I don't know. I've only done full-disk encryption on Linux once,
because a previous job insisted on it. I thought it a tragic waste of
computer power and performance. I followed a cheat-sheet in order to
configure it, and even so, it took 2 or 3 tries to get it working. As
far as I remember, it required a password even before the GRUB menu
appeared, but it was over 2 years ago and I don't remember.

I used LUKS, incidentally.

>> > No! Gparted and the d-i partitioner can remove them just fine! Its the
>> > graphical partitioner from the live-DVD which is broken.
>>
>> I think it does not attempt to handle such complex/non-standard setups.
>
> Encrypted disks should be standard.
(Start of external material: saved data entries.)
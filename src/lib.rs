//! drive-mirror - mirror a browser-only cloud drive folder tree to disk.
//!
//! The remote drive is only reachable through its rendered web UI, so the
//! library drives a real browser: it walks folders depth first, derives each
//! folder's local path from the UI breadcrumb, and triggers the native
//! download of every file that is not already on disk.
//!
//! # Example
//!
//! ```no_run
//! use std::sync::Arc;
//! use drive_mirror::{AppConfig, ChromeSession, Mirror, NoProgress};
//!
//! # async fn example() -> drive_mirror::Result<()> {
//! let config = AppConfig::load(None)?;
//! let session = ChromeSession::launch(&config.browser).await?;
//! let mirror = Mirror::new(session, config, Arc::new(NoProgress))?;
//!
//! // Walks the tree, then closes the browser even if the walk failed.
//! let stats = mirror.run("https://example.feishu.cn/drive/folder/abc").await?;
//! println!("Downloaded {} files", stats.files_downloaded);
//! # Ok(())
//! # }
//! ```

#![warn(clippy::pedantic)]
#![warn(clippy::nursery)]

pub mod config;
pub mod error;
pub mod extract;
pub mod fetch;
pub mod format;
pub mod fs;
pub mod mirror;
pub mod path;
pub mod progress;
pub mod session;
pub mod stats;
pub mod tracker;
pub mod walk;

#[cfg(feature = "cli")]
pub mod cli;

#[cfg(test)]
mod testing;

// Re-export main types for convenience
pub use config::{AppConfig, BrowserConfig, DownloadConfig, SelectorConfig};
pub use error::{Error, Result};
pub use extract::{ChildEntry, EntryKind, FolderPage, PageExtractor};
pub use fetch::DownloadTarget;
pub use format::{format_bytes, format_duration};
pub use fs::{FileSystem, TokioFileSystem};
pub use mirror::Mirror;
pub use progress::{MirrorProgress, NoProgress};
pub use session::{ChromeSession, Session, Tab};
pub use stats::{FileStats, MirrorStats};
pub use tracker::{DownloadEvent, DownloadState, DownloadTracker};
pub use walk::FolderNode;
//! Chrome DevTools implementation of the session seam.

use std::path::Path;
use std::sync::Arc;
use std::time::Duration;

use async_trait::async_trait;
use chromiumoxide::Page;
use chromiumoxide::browser::{Browser, BrowserConfig as ChromeConfig};
use chromiumoxide::cdp::browser_protocol::browser::{
    DownloadProgressState, EventDownloadProgress, EventDownloadWillBegin,
    SetDownloadBehaviorBehavior, SetDownloadBehaviorParams,
};
use chromiumoxide::cdp::browser_protocol::network::{
    EventLoadingFailed, EventLoadingFinished, EventRequestWillBeSent,
};
use chromiumoxide::error::CdpError;
use futures::stream::{self, BoxStream};
use futures::{StreamExt, future};
use tokio::task::JoinHandle;

use super::download::{DownloadFilter, DownloadSignal};
use super::idle::{NetworkActivity, NetworkMonitor};
use super::{Session, Tab};
use crate::config::BrowserConfig;
use crate::error::{Error, Result};
use crate::tracker::DownloadEvent;

/// A launched Chrome instance and the task pumping its DevTools connection.
pub struct ChromeSession {
    browser: Arc<Browser>,
    handler: JoinHandle<()>,
}

impl ChromeSession {
    /// Launches Chrome.
    ///
    /// # Errors
    ///
    /// Returns an error if the launch configuration is rejected or Chrome
    /// fails to start.
    pub async fn launch(config: &BrowserConfig) -> Result<Self> {
        let mut builder = ChromeConfig::builder();
        if !config.headless {
            builder = builder.with_head();
        }
        if let Some(ref exe) = config.executable {
            builder = builder.chrome_executable(exe);
        }
        let chrome_config = builder.build().map_err(Error::Browser)?;

        let (browser, mut handler) = Browser::launch(chrome_config).await?;
        let handler = tokio::spawn(async move {
            while let Some(event) = handler.next().await {
                if let Err(e) = event {
                    log::debug!("DevTools handler stopped: {e}");
                    break;
                }
            }
        });

        log::info!("Browser launched (headless: {})", config.headless);
        Ok(Self {
            browser: Arc::new(browser),
            handler,
        })
    }
}

/// Subscribes to the page's request lifecycle and starts counting.
async fn monitor_network(page: &Page) -> Result<NetworkMonitor> {
    let started = page
        .event_listener::<EventRequestWillBeSent>()
        .await?
        .map(|e| NetworkActivity::Started(e.request_id.inner().clone()));
    let finished = page
        .event_listener::<EventLoadingFinished>()
        .await?
        .map(|e| NetworkActivity::Finished(e.request_id.inner().clone()));
    let failed = page
        .event_listener::<EventLoadingFailed>()
        .await?
        .map(|e| NetworkActivity::Finished(e.request_id.inner().clone()));

    let activity = stream::select_all([started.boxed(), finished.boxed(), failed.boxed()]);
    Ok(NetworkMonitor::spawn(activity))
}

#[async_trait]
impl Session for ChromeSession {
    type Tab = ChromeTab;

    async fn open_tab(&self, url: &str) -> Result<ChromeTab> {
        let navigation_error = |e: CdpError| Error::Navigation {
            url: url.to_string(),
            reason: e.to_string(),
        };

        let page = self
            .browser
            .new_page("about:blank")
            .await
            .map_err(navigation_error)?;

        // Requests of the real page must be counted from its first one on.
        let network = match monitor_network(&page).await {
            Ok(network) => network,
            Err(e) => {
                if let Err(close_err) = page.close().await {
                    log::warn!("Failed to close tab for {url}: {close_err}");
                }
                return Err(e);
            }
        };
        let tab = ChromeTab {
            page,
            browser: Arc::clone(&self.browser),
            network,
            url: url.to_string(),
        };

        if let Err(e) = tab.page.goto(url).await {
            if let Err(close_err) = tab.close().await {
                log::warn!("Failed to close tab for {url}: {close_err}");
            }
            return Err(navigation_error(e));
        }
        log::debug!("Opened tab for {url}");
        Ok(tab)
    }

    async fn close(self) -> Result<()> {
        let Ok(mut browser) = Arc::try_unwrap(self.browser) else {
            return Err(Error::Browser(
                "cannot close the browser while tabs are still open".to_string(),
            ));
        };
        browser.close().await?;
        browser.wait().await?;
        if let Err(e) = self.handler.await {
            log::warn!("DevTools handler task failed: {e}");
        }
        log::info!("Browser closed");
        Ok(())
    }
}

/// A Chrome page and the browser it belongs to.
pub struct ChromeTab {
    page: Page,
    browser: Arc<Browser>,
    network: NetworkMonitor,
    url: String,
}

#[allow(clippy::cast_possible_truncation, clippy::cast_sign_loss)]
fn to_download_event(state: &DownloadProgressState, received: f64, total: f64) -> DownloadEvent {
    match state {
        DownloadProgressState::InProgress => DownloadEvent::InProgress {
            received_bytes: received as u64,
            total_bytes: total as u64,
        },
        DownloadProgressState::Completed => DownloadEvent::Completed,
        DownloadProgressState::Canceled => DownloadEvent::Canceled,
    }
}

#[async_trait]
impl Tab for ChromeTab {
    async fn wait_for_network_idle(&self, idle_time: Duration, timeout: Duration) -> Result<()> {
        if self.network.wait_for_idle(idle_time, timeout).await {
            Ok(())
        } else {
            log::debug!(
                "{} requests still in flight on {}",
                self.network.in_flight(),
                self.url
            );
            Err(Error::NetworkIdleTimeout {
                url: self.url.clone(),
                timeout,
            })
        }
    }

    async fn content(&self) -> Result<String> {
        Ok(self.page.content().await?)
    }

    async fn set_download_dir(&self, dir: &Path) -> Result<()> {
        let dir = std::path::absolute(dir)?;
        let params = SetDownloadBehaviorParams::builder()
            .behavior(SetDownloadBehaviorBehavior::Allow)
            .download_path(dir.to_string_lossy())
            .events_enabled(true)
            .build()
            .map_err(Error::Browser)?;
        self.browser.execute(params).await?;
        log::debug!("Download directory for {} set to {}", self.url, dir.display());
        Ok(())
    }

    async fn download_events(&self) -> Result<BoxStream<'static, DownloadEvent>> {
        let frame_id = self.page.mainframe().await?.map(|id| id.inner().clone());
        let begins = self
            .browser
            .event_listener::<EventDownloadWillBegin>()
            .await?
            .map(|e| DownloadSignal::Begin {
                frame_id: e.frame_id.inner().clone(),
                guid: e.guid.clone(),
            });
        let progress = self
            .browser
            .event_listener::<EventDownloadProgress>()
            .await?
            .map(|e| DownloadSignal::Progress {
                guid: e.guid.clone(),
                event: to_download_event(&e.state, e.received_bytes, e.total_bytes),
            });

        let events = stream::select(begins.boxed(), progress.boxed())
            .scan(DownloadFilter::new(frame_id), |filter, signal| {
                future::ready(Some(stream::iter(filter.accept(signal))))
            })
            .flatten();
        Ok(events.boxed())
    }

    async fn click(&self, selector: &str) -> Result<()> {
        self.page.find_element(selector).await?.click().await?;
        Ok(())
    }

    async fn close(&self) -> Result<()> {
        self.page.clone().close().await?;
        log::debug!("Closed tab for {}", self.url);
        Ok(())
    }
}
At least on noteboks. IMHO, of course!

Dear gods, no. As I said, I hate it and never use it unless mandated
by my employer. The same applies for LVM on workstations.

>> I think you perhaps should look up what ZRAM and ``swapspace'' do.
>
> Ah! Thanks for the hint!
>
> ZRAM will swap to (compressed) RAM. But it will delay the need for regular
> swap. I'll check it out.
> There are warnings of instabilities with ZRAM. Have you seen such problems?

No. I have used it on a number of low-spec notebooks and a Raspberry
Pi 3 and it worked without any problems.

> swapspace is no longer maintained?

It's just a script that sets up swapping to a file in the root
filesystem. I've used it on a number of servers without any problem as
well.

> But there's the possibility to swap to regular files. This might be a good
> compromize.

That's what swapspace sets up for you.

Disclaimer: I have not used it since 14.04. I have used it
successfully on both 32-bit and 64-bit systems.